L’islamofobia è un vaccino contro il totalitarismo

Scriveva Stefano qualche giorno fa riguardo al fallito attentato in Times Square:

E’ evidente che a spingere Shahzad – e molti come lui – è il suo islamismo radicale e non presunte condizioni di svantaggio sociale. E’ cioè una fede, l’Islam, a fargli credere che sia giusto sterminare innocenti, colpendo nel mucchio con un’autobomba, perché occidentali e dunque infedeli. Questo non significa che chiunque aderisca, più o meno tiepidamente, all’Islam sia destinato a diventare un terrorista, si badi bene, ma è inutile fingere che ciò non avvenga con più probabilità tra chi crede all’Islam rispetto a chi crede in altre religioni.
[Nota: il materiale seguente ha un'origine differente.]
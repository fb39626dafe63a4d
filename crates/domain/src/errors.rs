//! Error types used throughout the workspace

use serde::{Deserialize, Serialize};
use thiserror::Error;

/// Main error type for configuration, storage and adapter plumbing
#[derive(Error, Debug, Clone, PartialEq, Eq, Serialize, Deserialize)]
#[serde(tag = "type", content = "message")]
pub enum BelayError {
    #[error("Configuration error: {0}")]
    Config(String),

    #[error("Storage error: {0}")]
    Storage(String),

    #[error("Network error: {0}")]
    Network(String),

    #[error("Serialization error: {0}")]
    Serialization(String),

    #[error("Invalid input: {0}")]
    InvalidInput(String),

    #[error("Internal error: {0}")]
    Internal(String),
}

/// Result type alias for Belay operations
pub type Result<T> = std::result::Result<T, BelayError>;

/// Errors surfaced to callers of the authenticated request layer.
///
/// Every variant maps to exactly one caller reaction: redirect to login,
/// retry later, or show the server's answer.
#[derive(Error, Debug, Clone, PartialEq, Eq)]
pub enum AuthError {
    /// No token pair is stored; the caller must log in.
    #[error("authentication required")]
    AuthenticationRequired,

    /// The session was rejected by the server and has already been torn down.
    #[error("authentication expired: {reason}")]
    AuthenticationExpired { reason: String },

    /// Network or refresh failure unrelated to credential validity.
    #[error("transient failure: {0}")]
    TransientFailure(String),

    /// Non-2xx response from an authenticated endpoint.
    #[error("request failed with HTTP {status}")]
    RequestFailed { status: u16, body: String },

    /// Exchanging the social provider token failed.
    #[error("login failed: {0}")]
    LoginFailed(String),

    /// The caller cancelled while waiting.
    #[error("request cancelled")]
    Cancelled,

    #[error("token storage failed: {0}")]
    Storage(String),

    #[error("invalid request: {0}")]
    InvalidRequest(String),
}

/// Coarse classification of [`AuthError`] for logging and UI routing.
#[derive(Debug, Clone, Copy, PartialEq, Eq, Hash, Serialize, Deserialize)]
#[serde(rename_all = "snake_case")]
pub enum AuthErrorCategory {
    /// Session missing or dead; navigate to login.
    Session,
    /// Worth retrying after a delay.
    Transient,
    /// Server answered with an error for this specific request.
    Request,
    /// Caller-side: cancellation or a bad descriptor.
    Caller,
    /// Local persistence failed.
    Storage,
}

impl AuthError {
    pub fn category(&self) -> AuthErrorCategory {
        match self {
            Self::AuthenticationRequired
            | Self::AuthenticationExpired { .. }
            | Self::LoginFailed(_) => AuthErrorCategory::Session,
            Self::TransientFailure(_) => AuthErrorCategory::Transient,
            Self::RequestFailed { .. } => AuthErrorCategory::Request,
            Self::Cancelled | Self::InvalidRequest(_) => AuthErrorCategory::Caller,
            Self::Storage(_) => AuthErrorCategory::Storage,
        }
    }

    /// Whether repeating the same call later may succeed without user action.
    pub fn is_retryable(&self) -> bool {
        match self {
            Self::TransientFailure(_) => true,
            Self::RequestFailed { status, .. } => *status == 429 || (500..=599).contains(status),
            _ => false,
        }
    }

    /// Whether the caller should send the user back to the login screen.
    pub fn requires_login(&self) -> bool {
        matches!(self, Self::AuthenticationRequired | Self::AuthenticationExpired { .. })
    }
}

/// Outcome of a failed refresh or login exchange.
///
/// `Clone` so that every waiter on a coalesced refresh receives the same
/// failure.
#[derive(Error, Debug, Clone, PartialEq, Eq)]
pub enum RefreshError {
    /// The store held no pair when the refresh ran.
    #[error("no session to refresh")]
    NoSession,

    /// The server rejected the credential; the session is gone.
    #[error("token endpoint rejected the credential (HTTP {status})")]
    Rejected { status: u16 },

    /// Recoverable failure; the stored pair is untouched.
    #[error("token endpoint unavailable: {0}")]
    Transient(String),

    #[error("failed to persist refreshed tokens: {0}")]
    Storage(String),
}

impl RefreshError {
    pub fn is_unrecoverable(&self) -> bool {
        matches!(self, Self::NoSession | Self::Rejected { .. })
    }
}

impl From<RefreshError> for AuthError {
    fn from(value: RefreshError) -> Self {
        match value {
            RefreshError::NoSession => Self::AuthenticationRequired,
            RefreshError::Rejected { status } => Self::AuthenticationExpired {
                reason: format!("refresh token rejected with HTTP {status}"),
            },
            RefreshError::Transient(message) => Self::TransientFailure(message),
            RefreshError::Storage(message) => Self::Storage(message),
        }
    }
}

/// Kind of transport-level failure.
#[derive(Debug, Clone, Copy, PartialEq, Eq)]
pub enum TransportErrorKind {
    Timeout,
    Connect,
    Body,
    /// The descriptor could not be turned into an HTTP request.
    Request,
    Other,
}

/// Failure to obtain any HTTP response at all.
#[derive(Error, Debug, Clone, PartialEq, Eq)]
#[error("{kind:?} transport error: {message}")]
pub struct TransportError {
    pub kind: TransportErrorKind,
    pub message: String,
}

impl TransportError {
    pub fn new(kind: TransportErrorKind, message: impl Into<String>) -> Self {
        Self { kind, message: message.into() }
    }
}

impl From<TransportError> for AuthError {
    fn from(value: TransportError) -> Self {
        match value.kind {
            TransportErrorKind::Request => Self::InvalidRequest(value.message),
            _ => Self::TransientFailure(value.to_string()),
        }
    }
}

impl From<BelayError> for AuthError {
    fn from(value: BelayError) -> Self {
        match value {
            BelayError::Storage(message) => Self::Storage(message),
            BelayError::Network(message) => Self::TransientFailure(message),
            BelayError::InvalidInput(message) | BelayError::Serialization(message) => {
                Self::InvalidRequest(message)
            }
            other => Self::TransientFailure(other.to_string()),
        }
    }
}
Si può, per principio, ritenere che tutte le religioni monoteistiche siano dannose per gli esseri umani, ma non si può nemmeno negare che le religioni non sono tutte uguali, non tutte si trovano al medesimo stadio di sviluppo sulla via di una progressiva laicizzazione effettiva. All’atto pratico non tutte le religioni sono uguali. E gli atti di terrorismo, nel mondo, sono in gran parte provocati da islamisti: questo è un dato di fatto. Oltretutto non si tratta né di un pregiudizio né di illazioni: sono i terroristi stessi a invocare la loro fede per spiegare quello che fanno. Siamo noi, invece, che non vogliamo credergli.

Non potrei essere più d’accordo con le sue parole. Chi oggi nelle nostre società continua a guardare con occhio benevolo questa infiltrazione fondamentalista perché fa tanto etnico e poverini son poveri proprio non riesce a capire che ha firmato la condanna a morte per la nostra malmessa libertà. Oggi l’Islam è la religione dalla quale dobbiamo guardarci perché la più vitale nel mondo dal punto di vista fondamentalista e la più propensa all’espansione territoriale attraverso l’emigrazione. Chi continua a non capirlo ha dell’empio prosciutto sugli occhi.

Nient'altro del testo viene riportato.